Just City
Just City’s executive director Josh Spickler calls the policy ‘failed’ and ‘destructive.’
Just City and others filed a class action lawsuit last week to stop Tennessee’s practice of suspending drivers licenses because drivers could not pay traffic tickets.
The practice criminalizes poverty and disproportionately affects African Americans, according to Just City. In Tennessee, African-American drivers are four times more likely to lose their licenses for not paying traffic tickets than white drivers, Just City said.
The Memphis nonprofit criminal justice reform agency was joined on the suit by attorneys from Civil Rights Corps, the National Center for Law and Economic Justice (NCLEJ), and the law firm Baker Donelson Bearman Caldwell & Berkowitz.
The groups contend the suspensions happen without basic constitutional protections, like giving drivers adequate notice of the suspension or allowing them a hearing to give reasons why they aren’t able to pay the fines.

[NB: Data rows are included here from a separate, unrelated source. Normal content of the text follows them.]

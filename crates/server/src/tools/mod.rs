//! MCP tool implementations.
//!
//! This module contains all tools exposed by the shellcache server.

use rmcp::{
    ErrorData as McpError,
    model::{CallToolResult, Content},
};
use serde::Serialize;
use shellcache_core::Error;

pub mod cache;
pub mod sw_fetch;
pub mod sw_lifecycle;

/// Serialize a tool output as pretty JSON text content.
pub(crate) fn json_result<T: Serialize>(output: &T) -> Result<CallToolResult, McpError> {
    let json = serde_json::to_string_pretty(output)
        .map_err(|e| Error::InvalidInput(format!("Failed to serialize output: {e}")))?;
    Ok(CallToolResult::success(vec![Content::text(json)]))
}

#[cfg(test)]
pub(crate) fn result_text(result: &CallToolResult) -> String {
    let content_val = serde_json::to_value(&result.content[0]).unwrap();
    content_val
        .get("text")
        .and_then(|v| v.as_str())
        .expect("Expected text field in content")
        .to_string()
}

[pullquote-1]“When applied to people like our clients – who did not pay only because they could not pay —these suspensions are fundamentally unfair,” said Claudia Wilner, senior attorney at NCLEJ.
The suit was filed in the United States District Court for the Middle District of Tennessee in Nashville.
It names David Purkey, Commissioner of the Tennessee Department of Safety and Homeland Security Commissioner, as the primary defendant but also the court clerks in Rutherford and Wilson Counties and the clerks of Lebanon and Mt. Juliet.
The suit asks the state to end the practice and to resinstate the drivers licenses of about 250,000 who lost them because they couldn’t afford to pay traffic tickets.
Here’s what Just City executive director Josh Spickler said of the practice:
“I see the destructive nature of this failed public policy nearly every day. Already struggling against poor mass transit and limited job opportunities in their neighborhoods, people are forced to drive across town to find work.
“Getting caught means hundreds of dollars in costs and fines and potentially jail. Not driving means not working.
“This destructive public policy does nothing except erode our workforce and criminalize poverty. We look forward to challenging this law in court and bringing some much-needed relief to Tennessee’s working families.”